Everyone’s situation and experience is different. But rent is increasing, houses are too expensive, gas has skyrocketed, etc. Inflation his nearing 10%.
Our nation now has an entire generation approaching their 30s, many of whom can’t afford a home or raise a child. That doesn’t bode well for our social fabric.
This doesn’t mean there’s zero personal accountability. I’m well aware of my self inflicted position with student debt. I made the choice to get my degrees. But I think the conversation about how we got here with so many struggling is important.
POTUS Makes Moves
The Biden administration has been exploring up to $50k debt forgiveness based on undisclosed parameters. According to the Washington Post, the White House is “considering income caps for eligibility for student loan relief that would exclude higher-earning Americans.”
“Biden aides have examined limiting the relief to people who earned less than either $125,000 or $150,000 as individual filers the previous year, the people said. That plan would set the threshold at around $250,000 or $300,000 for couples who file their taxes jointly, the people said. No final decisions have been made”

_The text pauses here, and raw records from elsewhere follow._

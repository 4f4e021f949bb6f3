//! Cooperative shutdown for the polling loop.

use std::sync::atomic::{AtomicBool, Ordering};
use std::sync::Arc;
use std::time::{Duration, Instant};

/// Longest uninterrupted slice of a sleep before the flag is rechecked
const SLEEP_SLICE: Duration = Duration::from_millis(50);

/// Shared shutdown flag checked at every polling point
///
/// Clones share the same flag, so a signal handler can hold one copy while the
/// controller holds another.
#[derive(Debug, Clone, Default)]
pub struct ShutdownToken {
    requested: Arc<AtomicBool>,
}

impl ShutdownToken {
    pub fn new() -> Self {
        Self::default()
    }

    /// Ask the loop to stop at its next polling point.
    pub fn trigger(&self) {
        self.requested.store(true, Ordering::SeqCst);
    }

    pub fn is_triggered(&self) -> bool {
        self.requested.load(Ordering::SeqCst)
    }

    /// Sleep for `duration` unless shutdown is requested first.
    ///
    /// Returns `false` when the sleep was cut short by a shutdown request.
    pub fn sleep(&self, duration: Duration) -> bool {
        // No deadline means the sleep only ends on shutdown
        let deadline = Instant::now().checked_add(duration);
        loop {
            if self.is_triggered() {
                return false;
            }
            let slice = match deadline {
                Some(deadline) => {
                    let now = Instant::now();
                    if now >= deadline {
                        return true;
                    }
                    (deadline - now).min(SLEEP_SLICE)
                }
                None => SLEEP_SLICE,
            };
            std::thread::sleep(slice);
        }
    }
}
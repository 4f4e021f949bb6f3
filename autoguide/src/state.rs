use serde::{Deserialize, Serialize};

/// Night controller states
#[derive(Debug, Clone, PartialEq, Eq, Serialize, Deserialize)]
pub enum NightState {
    /// Polling for tonight's data directory
    AwaitingDirectory,
    /// Directory found, choosing a reference image
    AwaitingFirstImage,
    /// Comparing each new image of the field against the reference
    WatchingField,
    /// The current session ended; the next cycle looks for a directory again
    NightOver { reason: NightOverReason },
}

/// Why a session ended
#[derive(Debug, Clone, Copy, PartialEq, Eq, Serialize, Deserialize)]
pub enum NightOverReason {
    /// An image of a different field arrived
    FieldChange,
    /// No new image within the idle timeout
    IdleTimeout,
    /// The mount reported a failed correction
    DispatchFailed,
}

impl NightOverReason {
    /// Whether this ending may move the daemon on to the next night
    ///
    /// A field change keeps the same night; the other endings request
    /// tomorrow's directory when they happen in the evening.
    pub fn ends_night(&self) -> bool {
        !matches!(self, Self::FieldChange)
    }
}

impl std::fmt::Display for NightOverReason {
    fn fmt(&self, f: &mut std::fmt::Formatter<'_>) -> std::fmt::Result {
        match self {
            Self::FieldChange => write!(f, "field change"),
            Self::IdleTimeout => write!(f, "idle timeout"),
            Self::DispatchFailed => write!(f, "correction dispatch failed"),
        }
    }
}

/// How a controller run ended without error
#[derive(Debug, Clone, Copy, PartialEq, Eq)]
pub enum RunOutcome {
    /// Shutdown was requested
    Shutdown,
}
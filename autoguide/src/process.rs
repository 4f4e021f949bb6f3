//! Blocking subprocess execution with a deadline.
//!
//! The controller loop is synchronous, so the async child is driven to
//! completion here: on the ambient tokio runtime when the caller runs inside
//! one (the daemon runs the loop under `spawn_blocking`), otherwise on a
//! throwaway current-thread runtime. Must not be called from an async task.

use std::process::{ExitStatus, Output, Stdio};
use std::time::Duration;
use tokio::process::Command;
use tokio::runtime::{Builder, Handle};

/// Output of a child that ran to completion
#[derive(Debug, Clone)]
pub struct CapturedOutput {
    pub status: ExitStatus,
    pub stdout: String,
    pub stderr: String,
}

impl CapturedOutput {
    /// Stdout followed by stderr, as an operator would see them on a terminal
    pub fn combined(&self) -> String {
        let mut text = self.stdout.clone();
        if !self.stderr.is_empty() {
            if !text.is_empty() && !text.ends_with('\n') {
                text.push('\n');
            }
            text.push_str(&self.stderr);
        }
        text.trim_end().to_string()
    }
}

impl From<Output> for CapturedOutput {
    fn from(output: Output) -> Self {
        Self {
            status: output.status,
            stdout: String::from_utf8_lossy(&output.stdout).into_owned(),
            stderr: String::from_utf8_lossy(&output.stderr).into_owned(),
        }
    }
}

/// How a deadline-bound child process ended
#[derive(Debug)]
pub enum ProcessOutcome {
    Finished(CapturedOutput),
    /// The deadline passed before the child exited and closed its output;
    /// the child was killed
    TimedOut,
}

/// Run `command` to completion, killing it if it outlives `timeout`.
///
/// Stdin is closed; stdout and stderr are captured. The deadline covers both
/// the exit and the end of output, so a background grandchild holding the
/// pipes open cannot stretch it.
pub fn run_with_timeout(
    command: &mut Command,
    timeout: Duration,
) -> std::io::Result<ProcessOutcome> {
    command.stdin(Stdio::null()).kill_on_drop(true);

    let run = async {
        match tokio::time::timeout(timeout, command.output()).await {
            Ok(output) => output.map(|output| ProcessOutcome::Finished(output.into())),
            Err(_) => {
                log::debug!("Child process exceeded {timeout:?}, killing it");
                Ok(ProcessOutcome::TimedOut)
            }
        }
    };

    match Handle::try_current() {
        Ok(handle) => handle.block_on(run),
        Err(_) => Builder::new_current_thread()
            .enable_all()
            .build()?
            .block_on(run),
    }
}
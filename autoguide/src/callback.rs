use crate::state::NightOverReason;
use chrono::NaiveDate;
use std::path::PathBuf;
use std::sync::Arc;

/// Events emitted for external callbacks
#[derive(Debug, Clone)]
pub enum GuiderEvent {
    /// A night directory was found and a new session started
    DirectoryFound { date: NaiveDate, path: PathBuf },
    /// A reference image was chosen for the session
    ReferenceSelected {
        name: String,
        field: String,
        image_count: usize,
    },
    /// A correction passed the guard and was applied (or simulated)
    CorrectionApplied {
        reference: String,
        check: String,
        dx: f64,
        dy: f64,
        simulated: bool,
    },
    /// A correction reached the ceiling and was dropped
    CorrectionRejected { check: String, dx: f64, dy: f64 },
    /// The offset tool failed for one image pair
    OffsetFailed { check: String, error: String },
    /// The session ended
    NightOver {
        reason: NightOverReason,
        /// Whether the next directory search targets tomorrow's night
        rollover_requested: bool,
    },
}

/// Callback ID for registration/deregistration
pub type CallbackId = u64;

/// Callback function type
pub type GuiderCallback = Arc<dyn Fn(&GuiderEvent) + Send + Sync>;
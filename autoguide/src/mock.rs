//! Stand-ins for the external tool and the mount, for tests and rehearsals

use crate::error::{MountError, OffsetError};
use crate::mount::MountControl;
use crate::offset::{OffsetSource, PixelOffset};
use std::collections::VecDeque;
use std::path::{Path, PathBuf};
use std::sync::{Arc, Mutex};

/// Scripted reply of a [`ScriptedOffsetSource`]
#[derive(Debug, Clone)]
pub enum ScriptedReply {
    Offset(f64, f64),
    /// Behave as if the tool printed something other than two numbers
    Unparseable(String),
}

/// Offset source returning queued replies in order
///
/// Once the queue is empty it keeps answering with the fallback offset. Clones
/// share the queue and the record of comparisons.
#[derive(Debug, Clone)]
pub struct ScriptedOffsetSource {
    replies: Arc<Mutex<VecDeque<ScriptedReply>>>,
    fallback: PixelOffset,
    comparisons: Arc<Mutex<Vec<(PathBuf, PathBuf)>>>,
}

impl ScriptedOffsetSource {
    pub fn new(replies: Vec<ScriptedReply>) -> Self {
        Self {
            replies: Arc::new(Mutex::new(replies.into())),
            fallback: PixelOffset::new(0.0, 0.0),
            comparisons: Arc::new(Mutex::new(Vec::new())),
        }
    }

    /// Source that always reports the same offset
    pub fn constant(dx: f64, dy: f64) -> Self {
        Self {
            fallback: PixelOffset::new(dx, dy),
            ..Self::new(Vec::new())
        }
    }

    /// `(check, reference)` pairs measured so far
    pub fn comparisons(&self) -> Vec<(PathBuf, PathBuf)> {
        self.comparisons.lock().unwrap().clone()
    }
}

impl OffsetSource for ScriptedOffsetSource {
    fn measure(&mut self, check: &Path, reference: &Path) -> Result<PixelOffset, OffsetError> {
        self.comparisons
            .lock()
            .unwrap()
            .push((check.to_path_buf(), reference.to_path_buf()));

        match self.replies.lock().unwrap().pop_front() {
            Some(ScriptedReply::Offset(dx, dy)) => Ok(PixelOffset::new(dx, dy)),
            Some(ScriptedReply::Unparseable(output)) => Err(OffsetError::Parse { output }),
            None => Ok(self.fallback),
        }
    }
}

/// Mount that records every correction it receives
///
/// Clones share the record, so a test can keep one handle while the controller
/// owns another.
#[derive(Debug, Clone, Default)]
pub struct RecordingMount {
    calls: Arc<Mutex<Vec<(f64, f64)>>>,
    fail: bool,
}

impl RecordingMount {
    pub fn new() -> Self {
        Self::default()
    }

    /// Mount that records the call and then reports failure
    pub fn failing() -> Self {
        Self {
            fail: true,
            ..Self::default()
        }
    }

    pub fn calls(&self) -> Vec<(f64, f64)> {
        self.calls.lock().unwrap().clone()
    }
}

impl MountControl for RecordingMount {
    fn apply_offset(&mut self, dx: f64, dy: f64) -> Result<(), MountError> {
        self.calls.lock().unwrap().push((dx, dy));
        if self.fail {
            Err(MountError::Rejected("mount offline".to_string()))
        } else {
            Ok(())
        }
    }
}
//! Wall-clock access for the day/night boundary logic.

use chrono::{DateTime, Local, NaiveDateTime, Utc};
use std::sync::{Arc, Mutex};

/// Source of the current time
///
/// The night boundary depends on local wall-clock time while every narrated
/// and logged timestamp is UTC, so both are exposed.
pub trait Clock: Send + Sync {
    /// Local wall-clock time at the observatory
    fn local_now(&self) -> NaiveDateTime;

    /// Current UTC time for log records
    fn utc_now(&self) -> DateTime<Utc>;

    /// True before local noon
    fn is_am(&self) -> bool {
        use chrono::Timelike;
        self.local_now().hour() < 12
    }
}

/// Clock backed by the host's time zone settings
#[derive(Debug, Clone, Copy, Default)]
pub struct SystemClock;

impl Clock for SystemClock {
    fn local_now(&self) -> NaiveDateTime {
        Local::now().naive_local()
    }

    fn utc_now(&self) -> DateTime<Utc> {
        Utc::now()
    }
}

/// Clock frozen at a chosen instant, movable by hand
///
/// Local and UTC time are the same instant in this clock.
#[derive(Debug, Clone)]
pub struct ManualClock {
    now: Arc<Mutex<NaiveDateTime>>,
}

impl ManualClock {
    pub fn new(now: NaiveDateTime) -> Self {
        Self {
            now: Arc::new(Mutex::new(now)),
        }
    }

    /// Move the clock to a new instant; clones observe the change.
    pub fn set(&self, now: NaiveDateTime) {
        *self.now.lock().unwrap() = now;
    }
}

impl Clock for ManualClock {
    fn local_now(&self) -> NaiveDateTime {
        *self.now.lock().unwrap()
    }

    fn utc_now(&self) -> DateTime<Utc> {
        self.local_now().and_utc()
    }
}

#[cfg(test)]
mod tests {
    use super::*;
    use chrono::NaiveDate;

    fn at(hour: u32) -> NaiveDateTime {
        NaiveDate::from_ymd_opt(2024, 3, 10)
            .unwrap()
            .and_hms_opt(hour, 0, 0)
            .unwrap()
    }

    #[test]
    fn test_am_pm_boundary() {
        let clock = ManualClock::new(at(11));
        assert!(clock.is_am());

        clock.set(at(12));
        assert!(!clock.is_am());

        clock.set(at(0));
        assert!(clock.is_am());
    }

    #[test]
    fn test_clones_follow_updates() {
        let clock = ManualClock::new(at(3));
        let shared = clock.clone();
        clock.set(at(22));
        assert_eq!(shared.local_now(), at(22));
        assert_eq!(shared.utc_now().naive_utc(), at(22));
    }
}
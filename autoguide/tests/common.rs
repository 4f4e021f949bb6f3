//! Common utilities for autoguide integration tests

use autoguide::clock::ManualClock;
use autoguide::mock::{RecordingMount, ScriptedOffsetSource};
use autoguide::{GuideResult, GuiderConfig, GuiderEvent, NightController, RunOutcome, ShutdownToken};
use chrono::{NaiveDate, NaiveDateTime};
use std::path::Path;
use std::sync::{Arc, Mutex};
use std::time::Duration;

/// Give up on a run that never reaches its stop condition
pub const RUN_DEADLINE: Duration = Duration::from_secs(10);

/// Configuration with every wait shrunk to milliseconds
pub fn fast_config(base_dir: &Path) -> GuiderConfig {
    GuiderConfig {
        base_dir: base_dir.to_path_buf(),
        poll_interval_secs: 0.005,
        settle_delay_secs: 0.0,
        idle_timeout_secs: 2.0,
        directory_initial_backoff_secs: 0.0,
        directory_retry_backoff_secs: 0.005,
        ..GuiderConfig::default()
    }
}

pub fn local_time(year: i32, month: u32, day: u32, hour: u32) -> NaiveDateTime {
    NaiveDate::from_ymd_opt(year, month, day)
        .unwrap()
        .and_hms_opt(hour, 0, 0)
        .unwrap()
}

/// Evening of 2024-03-10, which resolves to night directory `20240310`
pub fn evening() -> ManualClock {
    ManualClock::new(local_time(2024, 3, 10, 21))
}

/// Controller wired to test doubles
pub fn controller(
    config: GuiderConfig,
    source: &ScriptedOffsetSource,
    mount: &RecordingMount,
    clock: &ManualClock,
    shutdown: &ShutdownToken,
) -> NightController {
    NightController::new(config, Box::new(source.clone()), Box::new(mount.clone()))
        .with_clock(Arc::new(clock.clone()))
        .with_shutdown(shutdown.clone())
}

/// Run `controller` until `stop` returns true for the events seen so far
///
/// Returns the run result and every event emitted. A watchdog thread triggers
/// shutdown after [`RUN_DEADLINE`] so a broken test fails instead of hanging.
pub fn run_until<F>(
    controller: &mut NightController,
    shutdown: &ShutdownToken,
    stop: F,
) -> (GuideResult<RunOutcome>, Vec<GuiderEvent>)
where
    F: Fn(&[GuiderEvent]) -> bool + Send + Sync + 'static,
{
    let events = Arc::new(Mutex::new(Vec::new()));
    let events_clone = events.clone();
    let stop_token = shutdown.clone();
    let callback_id = controller.register_callback(move |event| {
        let mut events = events_clone.lock().unwrap();
        events.push(event.clone());
        if stop(&events) {
            stop_token.trigger();
        }
    });

    let watchdog_token = shutdown.clone();
    let watchdog = std::thread::spawn(move || {
        if watchdog_token.sleep(RUN_DEADLINE) {
            watchdog_token.trigger();
            true
        } else {
            false
        }
    });

    let result = controller.run();
    shutdown.trigger();
    let timed_out = watchdog.join().unwrap();
    controller.deregister_callback(callback_id);

    assert!(!timed_out, "controller run hit the {RUN_DEADLINE:?} deadline");
    let events = events.lock().unwrap().clone();
    (result, events)
}

/// Number of events matching `predicate`
pub fn count(events: &[GuiderEvent], predicate: impl Fn(&GuiderEvent) -> bool) -> usize {
    events.iter().filter(|event| predicate(event)).count()
}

On principle, I don’t think it’s the Executive Branch’s purview to do so. Wiping away debt, when many have already paid theirs off also doesn’t seem fair.
Selfishly? I welcome it! Please cancel my debt. I guarantee most in my position feel the same way.
President Biden’s approval rating is a low 29%. Therefore, making people happy in the short term, leading up to the midterms and eventually the 2024 election, is a priority. He and his advisors may feel required to do something to alleviate the financial stress, but that means nothing if we also don’t discuss the roots of these issues.
Both the left and right have been too busy grandstanding with political theater on these issues rather than coming to the table with good faith arguments to solve this issue. Good ideas exist, but we’re too busy mudslinging on petty issues.
Is this an easy fix? Just press the button and make debt go away, and everything will be fine? No. And it’s incredibly irresponsible for it to be framed that way. But here we are with a sitting President looking to garner approval and votes for his party.
Time will tell how this plays out, but there’s no question we need an honest conversation about the student loan machine.